For Newton, all the colours already exist in white light, and the prism merely fans them out according to their refrangability. Goethe sought to show that, as a turbid medium, the prism was an integral factor in the arising of colour.
Whereas Newton narrowed the beam of light in order to isolate the phenomenon, Goethe observed that with a wider aperture, there was no spectrum. He saw only reddish-yellow edges and blue-cyan edges with white between them, and the spectrum arose only where these edges came close enough to overlap. For him, the spectrum could be explained by the simpler phenomena of colour arising from the interaction of light and dark edges.
Goethe's reification of darkness has caused almost all of modern physics to reject Goethe's theory. Both Newton and Huygens defined darkness as an absence of light.
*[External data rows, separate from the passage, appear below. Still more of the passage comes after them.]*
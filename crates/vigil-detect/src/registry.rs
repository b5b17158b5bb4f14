use crate::classifier_trait::Classifier;
use std::collections::HashMap;
use vigil_core::ClassifyError;

pub struct ClassifierRegistry {
    factories: HashMap<String, fn() -> Box<dyn Classifier>>,
}

impl ClassifierRegistry {
    pub fn new() -> Self {
        let mut registry = Self {
            factories: HashMap::new(),
        };
        registry.register("null", || {
            Box::new(crate::null_classifier::NullClassifier::new())
        });
        registry.register("energy", || {
            Box::new(crate::energy_classifier::EnergyClassifier::new())
        });
        registry
    }

    pub fn register(&mut self, name: &str, factory: fn() -> Box<dyn Classifier>) {
        self.factories.insert(name.to_string(), factory);
    }

    pub fn create(&self, name: &str) -> Result<Box<dyn Classifier>, ClassifyError> {
        self.factories
            .get(name)
            .map(|f| f())
            .ok_or_else(|| ClassifyError::EngineNotFound(name.to_string()))
    }

    pub fn list_engines(&self) -> Vec<&str> {
        self.factories.keys().map(|s| s.as_str()).collect()
    }
}

impl Default for ClassifierRegistry {
    fn default() -> Self {
        Self::new()
    }
}
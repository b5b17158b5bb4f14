use async_trait::async_trait;
use vigil_core::{Contact, DeliveryError, MessageId};

/// Outbound message transport (SMS provider, or a file in development).
///
/// Implementations are registered via [`NotifierRegistry`](crate::NotifierRegistry).
/// Delivery failures are per-recipient: callers isolate them and keep
/// sending to the remaining recipients.
#[async_trait]
pub trait Notifier: Send + Sync {
    /// Returns the notifier's plugin name (e.g. `"file"`).
    fn name(&self) -> &str;
    /// One-time initialisation with notifier-specific TOML configuration.
    async fn initialize(&mut self, config: toml::Value) -> Result<(), DeliveryError>;
    /// Send one message to one contact.
    async fn send(&self, contact: &Contact, text: &str) -> Result<MessageId, DeliveryError>;
    /// Returns `true` if the notifier is currently able to deliver.
    fn is_healthy(&self) -> bool;
    /// Gracefully shut down the notifier, releasing resources.
    async fn shutdown(&self) -> Result<(), DeliveryError>;
}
Young and Fresnel combined Newton's particle theory with Huygen's wave theory to show that colour is the visible manifestation of light's wavelength. Physicists today attribute both a corpuscular and undulatory character to light, which is the content of the so-called Wave–particle duality. Curiously, since the crux of Goethe's theory is tied to what is experiential, he would reject both the wave and particle theories since they are conceptually inferred and not directly perceived by the human senses.
"Newton explains the fact that all the colors appear only when the prism is at a certain distance from the screen, whereas the middle otherwise is white... [by saying] the more strongly diverted lights from the upper part of the image and the more weakly diverted ones from the lower part fall together in the middle and mix into white. The colors appear only at the edges because there none of the more strongly diverted parts of the light from above can fall into the most weakly diverted parts of the light, and none of the more weakly diverted ones from below can fall into the most strongly diverted ones." (Steiner, 1897 [17])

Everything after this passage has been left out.